- Task requirements:
Could you copy each line of the entries that contains "leaves"?
Segment Start: Supplied records
//! List Manager
//!
//! Generic create/read/update/delete state for one studio section. The
//! manager owns the in-memory collection, the modal/edit selection and the
//! advisory loading counter. It never talks to the network itself: every
//! mutating call applies its change locally right away and hands back a
//! [`Mutation`] for the caller to persist.

use super::record::{merge_record, new_record, FormData, Record, RecordId};
use anyhow::Result;

/// What the modal overlay is doing
#[derive(Debug, Clone, PartialEq)]
pub enum ModalState<R> {
    Closed,
    Creating,
    /// Edit selection plus the collection slot it was opened from
    Editing { record: R, position: usize },
}

/// Answer from the delete confirmation prompt
#[derive(Debug, Clone, Copy, PartialEq, Eq)]
pub enum Confirmation {
    Confirmed,
    Declined,
}

/// Persistence intent produced by a local mutation
#[derive(Debug, Clone, PartialEq)]
pub enum Mutation<R> {
    Create(R),
    Update(R),
    Delete(RecordId),
}

impl<R: Record> Mutation<R> {
    pub fn record_id(&self) -> &RecordId {
        match self {
            Mutation::Create(record) | Mutation::Update(record) => record.id(),
            Mutation::Delete(id) => id,
        }
    }
}

/// Collection + modal + loading state for a single resource type
#[derive(Debug, Clone)]
pub struct ListManager<R> {
    items: Vec<R>,
    modal: ModalState<R>,
    /// Outstanding fetch/persist calls; loading while non-zero
    in_flight: usize,
}

impl<R: Record> Default for ListManager<R> {
    fn default() -> Self {
        Self::new()
    }
}

impl<R: Record> ListManager<R> {
    pub fn new() -> Self {
        Self {
            items: Vec::new(),
            modal: ModalState::Closed,
            in_flight: 0,
        }
    }

    // =========================================================================
    // Accessors
    // =========================================================================

    pub fn items(&self) -> &[R] {
        &self.items
    }

    pub fn len(&self) -> usize {
        self.items.len()
    }

    pub fn is_empty(&self) -> bool {
        self.items.is_empty()
    }

    pub fn is_modal_open(&self) -> bool {
        !matches!(self.modal, ModalState::Closed)
    }

    /// Current edit selection, if the modal is in edit mode
    pub fn editing(&self) -> Option<&R> {
        match &self.modal {
            ModalState::Editing { record, .. } => Some(record),
            _ => None,
        }
    }

    pub fn is_loading(&self) -> bool {
        self.in_flight > 0
    }

    /// Records in display order
    pub fn display_items(&self, reverse: bool) -> Vec<&R> {
        if reverse {
            self.items.iter().rev().collect()
        } else {
            self.items.iter().collect()
        }
    }

    /// Collection slot shown at `display_index`
    pub fn storage_index(&self, display_index: usize, reverse: bool) -> Option<usize> {
        let len = self.items.len();
        if display_index >= len {
            return None;
        }
        Some(if reverse {
            len - 1 - display_index
        } else {
            display_index
        })
    }

    // =========================================================================
    // Loading
    // =========================================================================

    pub fn begin_operation(&mut self) {
        self.in_flight += 1;
    }

    pub fn end_operation(&mut self) {
        self.in_flight = self.in_flight.saturating_sub(1);
    }

    /// Mark the initial fetch as started
    pub fn begin_load(&mut self) {
        self.begin_operation();
    }

    /// Install the result of the initial fetch. A failed fetch leaves an
    /// empty collection.
    pub fn initialize(&mut self, fetched: Result<Vec<R>>) {
        match fetched {
            Ok(records) => {
                tracing::debug!("{}: loaded {} records", R::RESOURCE_KEY, records.len());
                self.items = records;
            },
            Err(e) => {
                tracing::warn!("{}: initial fetch failed: {:#}", R::RESOURCE_KEY, e);
                self.items.clear();
            },
        }
        self.end_operation();
    }

    // =========================================================================
    // Modal
    // =========================================================================

    pub fn open_create(&mut self) {
        self.modal = ModalState::Creating;
    }

    /// Select the record at `position` for editing. Out of range leaves
    /// the modal untouched.
    pub fn open_edit(&mut self, position: usize) -> Option<&R> {
        let record = self.items.get(position)?.clone();
        self.modal = ModalState::Editing { record, position };
        self.editing()
    }

    pub fn close_modal(&mut self) {
        self.modal = ModalState::Closed;
    }

    // =========================================================================
    // Mutations
    // =========================================================================

    /// Remove the first record with `id` once the operator confirms.
    /// The returned delete must be persisted; the local removal stands
    /// whatever the backend says.
    pub fn request_delete(
        &mut self,
        id: &RecordId,
        confirmation: Confirmation,
    ) -> Option<Mutation<R>> {
        if confirmation == Confirmation::Declined {
            return None;
        }

        self.begin_operation();
        match self.items.iter().position(|r| r.id() == id) {
            Some(pos) => {
                self.items.remove(pos);
            },
            None => {
                tracing::debug!("{}: delete of unknown id {}", R::RESOURCE_KEY, id);
            },
        }

        Some(Mutation::Delete(id.clone()))
    }

    /// Apply a submitted form: merge into the edit selection, or prepend a
    /// new record. Closes the modal. Fails only when the form data cannot
    /// form a record, in which case nothing changes.
    ///
    /// An edit replaces the slot it was opened from. If that slot no longer
    /// holds the same id, the first record with the id is replaced instead.
    pub fn submit(&mut self, form: &FormData) -> Result<Mutation<R>> {
        let mutation = match &self.modal {
            ModalState::Editing { record, position } => {
                let merged = merge_record(record, form)?;
                let slot = match self.items.get(*position) {
                    Some(current) if current.id() == record.id() => Some(*position),
                    _ => self.items.iter().position(|r| r.id() == record.id()),
                };
                match slot {
                    Some(pos) => self.items[pos] = merged.clone(),
                    None => {
                        tracing::debug!(
                            "{}: edited record {} is no longer listed",
                            R::RESOURCE_KEY,
                            record.id()
                        );
                    },
                }
                Mutation::Update(merged)
            },
            ModalState::Creating | ModalState::Closed => {
                let record: R = new_record(form)?;
                self.items.insert(0, record.clone());
                Mutation::Create(record)
            },
        };

        self.begin_operation();
        self.close_modal();
        Ok(mutation)
    }
}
Segment End: Supplied records
- Solution to this task:
    /// Install the result of the initial fetch. A failed fetch leaves an
    /// Select the record at `position` for editing. Out of range leaves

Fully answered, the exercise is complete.